Millions Lost Due to Segregation of Duties Failings

August 12, 2016

The Alberta Motor Association (AMA) has filed a large-scale lawsuit against its former vice-president of information technology (IT) after it discovered he allegedly defrauded the company $8.2 million over a period of three years—one of the top five most costly cases of fraud to hit the province in 20 years.
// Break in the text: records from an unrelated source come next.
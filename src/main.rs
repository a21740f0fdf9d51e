// datasource-query
// Connects to every configured datasource, runs one query, prints the rows

use clap::{Parser, Subcommand};
use datasource_registry::config::{self, CONFIG_PATH_ENV, DEFAULT_CONFIG_PATH, URL_KEY};
use datasource_registry::db::blocking::ConnectionRegistry;
use datasource_registry::{DatabaseError, DriverRegistry, Param, ResultSet, Vendor};
use std::path::PathBuf;
use std::process::ExitCode;

#[derive(Parser)]
#[command(name = "datasource-query", version, about = "Run queries against named datasources")]
struct Cli {
    /// Datasource file
    #[arg(short, long, env = CONFIG_PATH_ENV, default_value = DEFAULT_CONFIG_PATH)]
    config: PathBuf,

    #[command(subcommand)]
    command: Command,
}

#[derive(Subcommand)]
enum Command {
    /// List configured datasources without connecting
    List,
    /// Run a query against one datasource
    Query {
        /// Section name in the datasource file
        datasource: String,
        sql: String,
        /// Positional parameter as type:value (text, int, float, bool, date)
        #[arg(short, long = "param")]
        params: Vec<Param>,
        /// Print rows as JSON
        #[arg(long)]
        json: bool,
    },
}

fn main() -> ExitCode {
    env_logger::Builder::from_env(env_logger::Env::default().default_filter_or("info")).init();

    let cli = Cli::parse();
    let raw = match config::parse(&cli.config) {
        Ok(raw) => raw,
        Err(e) => {
            log::error!("{}", e);
            return ExitCode::FAILURE;
        }
    };

    match cli.command {
        Command::List => {
            for section in raw.sections() {
                let vendors = section
                    .get(URL_KEY)
                    .map(Vendor::detect)
                    .unwrap_or_default()
                    .iter()
                    .map(Vendor::display_name)
                    .collect::<Vec<_>>();
                let vendors = if vendors.is_empty() {
                    "-".to_string()
                } else {
                    vendors.join(", ")
                };
                println!("{}\t{}", section.name, vendors);
            }
            ExitCode::SUCCESS
        }
        Command::Query {
            datasource,
            sql,
            params,
            json,
        } => {
            // A datasource that cannot be opened stops the whole process
            let mut registry = match ConnectionRegistry::initialize(&raw, &DriverRegistry::with_defaults()) {
                Ok(registry) => registry,
                Err(e) => {
                    log::error!("Failed to initialize datasources: {}", e);
                    return ExitCode::FAILURE;
                }
            };

            let outcome = registry.execute_query_with_parameters(&datasource, &sql, &params, |rs| {
                print_rows(rs, json)
            });
            if let Err(e) = &outcome {
                log::error!("[{}] {}", datasource, e);
            }

            let failures = registry.close_all();
            if outcome.is_ok() && failures.is_empty() {
                ExitCode::SUCCESS
            } else {
                ExitCode::FAILURE
            }
        }
    }
}

fn print_rows(rs: &mut ResultSet, json: bool) -> Result<(), DatabaseError> {
    if json {
        let out = serde_json::to_string_pretty(&*rs)
            .map_err(|e| DatabaseError::QueryError(format!("Failed to encode rows: {}", e)))?;
        println!("{}", out);
        return Ok(());
    }

    let header: Vec<String> = rs.columns().iter().map(|c| c.name.clone()).collect();
    println!("{}", header.join("\t"));
    while rs.next_row() {
        let line: Vec<String> = (0..header.len())
            .map(|idx| rs.get_index(idx).map(|v| v.to_string()).unwrap_or_default())
            .collect();
        println!("{}", line.join("\t"));
    }
    log::info!("{} row(s)", rs.row_count());
    Ok(())
}
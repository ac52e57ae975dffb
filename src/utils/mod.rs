pub mod filename;
pub mod paths;
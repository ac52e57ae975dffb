use sea_orm::entity::prelude::*;
use serde::{Deserialize, Serialize};

#[derive(Clone, Debug, PartialEq, DeriveEntityModel, Deserialize, Serialize)]
#[sea_orm(table_name = "faulty_parts")]
pub struct Model {
    #[sea_orm(primary_key)]
    pub id: i32,
    pub vehicle_id: i32,
    pub part_name: String,
    #[sea_orm(column_type = "Text")]
    pub description: String,
    pub created_at: DateTime,
}

#[derive(Copy, Clone, Debug, EnumIter, DeriveRelation)]
pub enum Relation {
    #[sea_orm(
        belongs_to = "super::vehicle::Entity",
        from = "Column::VehicleId",
        to = "super::vehicle::Column::Id",
        on_delete = "Cascade"
    )]
    Vehicle,
    #[sea_orm(has_many = "super::faulty_part_image::Entity")]
    Image,
}

impl Related<super::vehicle::Entity> for Entity {
    fn to() -> RelationDef {
        Relation::Vehicle.def()
    }
}

impl Related<super::faulty_part_image::Entity> for Entity {
    fn to() -> RelationDef {
        Relation::Image.def()
    }
}

impl ActiveModelBehavior for ActiveModel {}
use asset_vault::entities::cycle::ControlType;
use asset_vault::entities::cycle_attachment::FileType;
use asset_vault::entities::{faulty_part, faulty_part_image, vehicle_image};
use asset_vault::error::AppError;
use asset_vault::models::forms::{CyclePatch, NewCycle, NewFaultyPart, VehiclePatch};
use asset_vault::models::kinds::VehicleFileKind;
use asset_vault::pagination::Pagination;
use asset_vault::services::filter::{FilterParams, RecordFilter};
use sea_orm::{EntityTrait, PaginatorTrait};

use crate::common::{date, upload, TestApp};

#[tokio::test]
async fn create_cycle_stores_files_under_derived_paths() {
    let app = TestApp::spawn().await;

    let detail = app
        .cycle(
            ControlType::Mutation,
            date(2024, 3, 7),
            "AB-12",
            &[("front.jpg", b"front"), ("back.jpg", b"back")],
        )
        .await;

    assert_eq!(detail.attachments.len(), 2);
    assert_eq!(detail.attachments[0].file, "mutation/2024/03/07/AB-12/front.jpg");
    assert_eq!(detail.attachments[1].file, "mutation/2024/03/07/AB-12/back.jpg");
    assert_eq!(
        std::fs::read(app.media_path(&detail.attachments[0].file)).unwrap(),
        b"front"
    );
}

#[tokio::test]
async fn same_filename_twice_gets_a_fresh_name() {
    let app = TestApp::spawn().await;

    let detail = app
        .cycle(
            ControlType::ParcNeuf,
            date(2024, 1, 2),
            "C-1",
            &[("a.jpg", b"one"), ("a.jpg", b"two")],
        )
        .await;

    let first = &detail.attachments[0].file;
    let second = &detail.attachments[1].file;
    assert_eq!(first, "parc_neuf/2024/01/02/C-1/a.jpg");
    assert_ne!(first, second);
    assert!(second.starts_with("parc_neuf/2024/01/02/C-1/a_"));
    assert!(second.ends_with(".jpg"));
    assert_eq!(std::fs::read(app.media_path(second)).unwrap(), b"two");
}

#[tokio::test]
async fn duplicate_cycle_id_is_a_field_error() {
    let app = TestApp::spawn().await;
    app.cycle(ControlType::Mutation, date(2024, 1, 1), "DUP-1", &[("a.jpg", b"a")])
        .await;

    let err = app
        .records()
        .create_cycle(
            NewCycle {
                control_type: ControlType::Duplicata,
                date: date(2024, 2, 1),
                cycle_id: "DUP-1".into(),
            },
            FileType::Photo,
            vec![upload("b.jpg", b"b")],
        )
        .await
        .unwrap_err();

    match err {
        AppError::Validation(fields) => assert!(fields.get("cycle_id").is_some()),
        other => panic!("expected validation error, got {:?}", other),
    }
    assert!(!app.media_exists("duplicata/2024/02/01/DUP-1/b.jpg"));
}

#[tokio::test]
async fn find_cycle_normalizes_whitespace() {
    let app = TestApp::spawn().await;
    app.cycle(ControlType::Mutation, date(2024, 1, 1), "AB-12", &[("a.jpg", b"a")])
        .await;

    let found = app.records().find_cycle("  AB 12 ").await.unwrap();
    assert_eq!(found.cycle_id, "AB-12");

    let missing = app.records().find_cycle("ZZ-99").await;
    assert!(matches!(missing, Err(AppError::NotFound(_))));
}

#[tokio::test]
async fn update_cycle_keeps_attachment_paths() {
    let app = TestApp::spawn().await;
    let detail = app
        .cycle(ControlType::Mutation, date(2024, 1, 1), "OLD-1", &[("a.jpg", b"a")])
        .await;
    let stored = detail.attachments[0].file.clone();

    let updated = app
        .records()
        .update_cycle(
            "OLD-1",
            CyclePatch {
                cycle_id: Some("NEW-1".into()),
                date: Some(date(2024, 5, 5)),
                ..Default::default()
            },
        )
        .await
        .unwrap();
    assert_eq!(updated.cycle_id, "NEW-1");
    assert_eq!(updated.date, date(2024, 5, 5));

    let reloaded = app.records().cycle_detail("NEW-1").await.unwrap();
    assert_eq!(reloaded.attachments[0].file, stored);
    assert!(app.media_exists(&stored));
}

#[tokio::test]
async fn update_cycle_rejects_taken_identifier() {
    let app = TestApp::spawn().await;
    app.cycle(ControlType::Mutation, date(2024, 1, 1), "A-1", &[("a.jpg", b"a")])
        .await;
    app.cycle(ControlType::Mutation, date(2024, 1, 1), "B-1", &[("b.jpg", b"b")])
        .await;

    let err = app
        .records()
        .update_cycle(
            "B-1",
            CyclePatch {
                cycle_id: Some("A-1".into()),
                ..Default::default()
            },
        )
        .await
        .unwrap_err();
    assert!(matches!(err, AppError::Validation(_)));
}

#[tokio::test]
async fn search_swaps_reversed_bounds() {
    let app = TestApp::spawn().await;
    for (day, id) in [(1, "D-1"), (10, "D-10"), (20, "D-20")] {
        app.cycle(ControlType::Mutation, date(2024, 6, day), id, &[("a.jpg", b"a")])
            .await;
    }

    let forward = RecordFilter::new(Some(date(2024, 6, 5)), Some(date(2024, 6, 25)), None);
    let reversed = RecordFilter::new(Some(date(2024, 6, 25)), Some(date(2024, 6, 5)), None);
    assert_eq!(forward, reversed);

    let found = app.records().select_cycles(&reversed).await.unwrap();
    let ids: Vec<_> = found.iter().map(|d| d.cycle.cycle_id.as_str()).collect();
    assert_eq!(ids, vec!["D-10", "D-20"]);
}

#[tokio::test]
async fn search_query_matches_normalized_substring() {
    let app = TestApp::spawn().await;
    app.cycle(ControlType::Mutation, date(2024, 1, 1), "AB-12", &[("a.jpg", b"a")])
        .await;
    app.cycle(ControlType::Mutation, date(2024, 1, 2), "CD-34", &[("a.jpg", b"a")])
        .await;

    let filter = RecordFilter::new(None, None, Some("ab 12"));
    let page = app
        .records()
        .search_cycles(&filter, Pagination::default())
        .await
        .unwrap();
    assert_eq!(page.total_items, 1);
    assert_eq!(page.data[0].cycle.cycle_id, "AB-12");
}

#[tokio::test]
async fn like_wildcards_in_query_are_literal() {
    let app = TestApp::spawn().await;
    app.cycle(ControlType::Mutation, date(2024, 1, 1), "AB-12", &[("a.jpg", b"a")])
        .await;

    let filter = RecordFilter::new(None, None, Some("%"));
    let found = app.records().select_cycles(&filter).await.unwrap();
    assert!(found.is_empty());
}

#[tokio::test]
async fn unparsable_date_selects_nothing() {
    let app = TestApp::spawn().await;
    app.cycle(ControlType::Mutation, date(2024, 1, 1), "AB-12", &[("a.jpg", b"a")])
        .await;

    let filter = RecordFilter::from_params(&FilterParams {
        start_date: Some("not-a-date".into()),
        end_date: None,
        q: None,
    });
    let found = app.records().select_cycles(&filter).await.unwrap();
    assert!(found.is_empty());
}

#[tokio::test]
async fn list_cycles_is_newest_first_and_paginated() {
    let app = TestApp::spawn().await;
    for day in 1..=3 {
        app.cycle(
            ControlType::Mutation,
            date(2024, 2, day),
            &format!("P-{day}"),
            &[("a.jpg", b"a")],
        )
        .await;
    }

    let page = app
        .records()
        .list_cycles(Pagination {
            page: Some(1),
            limit: Some(2),
        })
        .await
        .unwrap();
    assert_eq!(page.total_items, 3);
    assert_eq!(page.total_pages, 2);
    let ids: Vec<_> = page.data.iter().map(|d| d.cycle.cycle_id.as_str()).collect();
    assert_eq!(ids, vec!["P-3", "P-2"]);
}

#[tokio::test]
async fn delete_vehicle_removes_rows_files_and_sub_records() {
    let app = TestApp::spawn().await;
    let detail = app
        .vehicle(
            "car-1",
            date(2023, 11, 30),
            &[
                (VehicleFileKind::Image, "a.png", b"a"),
                (VehicleFileKind::Image, "b.png", b"b"),
            ],
        )
        .await;
    let part = app
        .records()
        .add_faulty_part(
            detail.vehicle.id,
            NewFaultyPart {
                part_name: "Bumper".into(),
                description: "Cracked".into(),
            },
            vec![upload("crack.jpg", b"crack")],
        )
        .await
        .unwrap();

    let paths: Vec<String> = detail
        .images
        .iter()
        .map(|i| i.image.clone())
        .chain(part.images.iter().map(|i| i.image.clone()))
        .collect();
    assert_eq!(paths[0], "images/2023/11/30/car-1/a.png");
    assert_eq!(paths[2], "faulty-parts/2023/11/30/car-1/crack.jpg");
    assert!(paths.iter().all(|p| app.media_exists(p)));

    let summary = app.records().delete_vehicle(detail.vehicle.id).await.unwrap();
    assert_eq!(summary.files_removed, 3);
    // vehicle, two images, one part, one part image
    assert_eq!(summary.rows, 5);

    let db = app.records().db();
    assert_eq!(vehicle_image::Entity::find().count(db).await.unwrap(), 0);
    assert_eq!(faulty_part::Entity::find().count(db).await.unwrap(), 0);
    assert_eq!(faulty_part_image::Entity::find().count(db).await.unwrap(), 0);
    assert!(paths.iter().all(|p| !app.media_exists(p)));
    assert!(matches!(
        app.records().get_vehicle(detail.vehicle.id).await,
        Err(AppError::NotFound(_))
    ));
}

#[tokio::test]
async fn update_vehicle_rejects_taken_car_number() {
    let app = TestApp::spawn().await;
    app.vehicle("car-1", date(2024, 1, 1), &[]).await;
    let second = app.vehicle("car-2", date(2024, 1, 1), &[]).await;

    let err = app
        .records()
        .update_vehicle(
            second.vehicle.id,
            VehiclePatch {
                car_number: Some("car-1".into()),
                ..Default::default()
            },
        )
        .await
        .unwrap_err();
    match err {
        AppError::Validation(fields) => assert!(fields.get("car_number").is_some()),
        other => panic!("expected validation error, got {:?}", other),
    }
}

#[tokio::test]
async fn list_vehicles_filters_by_entry_date_and_car_number() {
    let app = TestApp::spawn().await;
    app.vehicle("AB-12", date(2024, 1, 5), &[]).await;
    app.vehicle("AB-99", date(2024, 3, 5), &[]).await;
    app.vehicle("XY-1", date(2024, 1, 6), &[]).await;

    let filter = RecordFilter::new(Some(date(2024, 1, 1)), Some(date(2024, 1, 31)), Some("ab"));
    let page = app
        .records()
        .list_vehicles(&filter, Pagination::default())
        .await
        .unwrap();
    assert_eq!(page.total_items, 1);
    assert_eq!(page.data[0].car_number, "AB-12");
}

#[tokio::test]
async fn add_vehicle_files_requires_at_least_one_file() {
    let app = TestApp::spawn().await;
    let detail = app.vehicle("car-1", date(2024, 1, 1), &[]).await;

    let err = app
        .records()
        .add_vehicle_files(detail.vehicle.id, Vec::new())
        .await
        .unwrap_err();
    assert!(matches!(err, AppError::Validation(_)));

    let added = app
        .records()
        .add_vehicle_files(
            detail.vehicle.id,
            vec![
                (VehicleFileKind::Document, upload("papers.pdf", b"pdf")),
                (VehicleFileKind::Wheel, upload("front-left.jpg", b"wheel")),
            ],
        )
        .await
        .unwrap();
    assert_eq!(added[0].path, "documents/2024/01/01/car-1/papers.pdf");
    assert_eq!(added[1].path, "wheels/2024/01/01/car-1/front-left.jpg");

    let reloaded = app.records().vehicle_detail(detail.vehicle.id).await.unwrap();
    assert_eq!(reloaded.documents.len(), 1);
    assert_eq!(reloaded.wheel_images.len(), 1);
}

#[tokio::test]
async fn delete_faulty_part_releases_its_images() {
    let app = TestApp::spawn().await;
    let detail = app.vehicle("car-1", date(2024, 1, 1), &[]).await;
    let part = app
        .records()
        .add_faulty_part(
            detail.vehicle.id,
            NewFaultyPart {
                part_name: "Mirror".into(),
                description: "Missing".into(),
            },
            vec![upload("m1.jpg", b"1"), upload("m2.jpg", b"2")],
        )
        .await
        .unwrap();

    let summary = app.records().delete_faulty_part(part.part.id).await.unwrap();
    assert_eq!(summary.rows, 3);
    assert_eq!(summary.files_removed, 2);
    assert!(part.images.iter().all(|i| !app.media_exists(&i.image)));
    assert!(app.records().get_vehicle(detail.vehicle.id).await.is_ok());
}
In what appears to be an absence of segregation of duties (SoD), the employee was the only individual with authority to approve payments for goods and services invoices for the AMA’s IT department.

The AMA alleges that the worker devised a fraud scheme whereby he created false invoices for amounts ranging from $30,000 to $450,000 USD. It also involved funds being transferred electronically to banks in the U.S.

Segregation of Duties Failure in Edmonton

Following on the heels of the civil lawsuit, the Edmonton police have also begun a criminal investigation into the matter, which comes 14 years after one of the biggest cases of bank fraud in Canada’s history.

In this situation, an Edmonton banker was found to have stolen almost $16 million from the branch of a bank he managed by falsifying loans to non-existent customers—yet another case where appropriate SoD would have been beneficial.

The banker went on to plead guilty to 63 counts of fraud over $5,000 and was sentenced to more than seven years in prison. Just over $7 million of the funds were recouped by a court-appointed receiver.

Push for Stronger Segregation of Duties Policies

In the case of the fraud scheme that impacted the AMA, stronger SoD will be required to avoid this type of fraud going forward. Segregation of duties is an essential internal control that helps deter fraudsters by reducing the number of opportunities for abuse.

SoD conflicts can be caused by insufficient staffing, which makes it difficult to segregate duties appropriately because there are simply not enough employees.

These conflicts can then be exacerbated by poor or missing controls; for example, in the case of the AMA, having only one person rather than two authorized to approve invoice payments, or allowing just one individual to create and approve a company budget.

Unfortunately, breakdowns in internal controls for SoD can be difficult to detect—unless you have a solution that takes a holistic approach to monitoring SoD.

CaseWare RCM offers around-the-clock automated analysis of all data within ERP and custom applications, so any breaches in SoD are detected quickly.

For the AMA, controls would have been established in the solution that required at least two people to sign off on goods and services invoices. Had the employee attempted to authorize payments on his own, the system would have alerted the appropriate stakeholder and payment could have been stopped.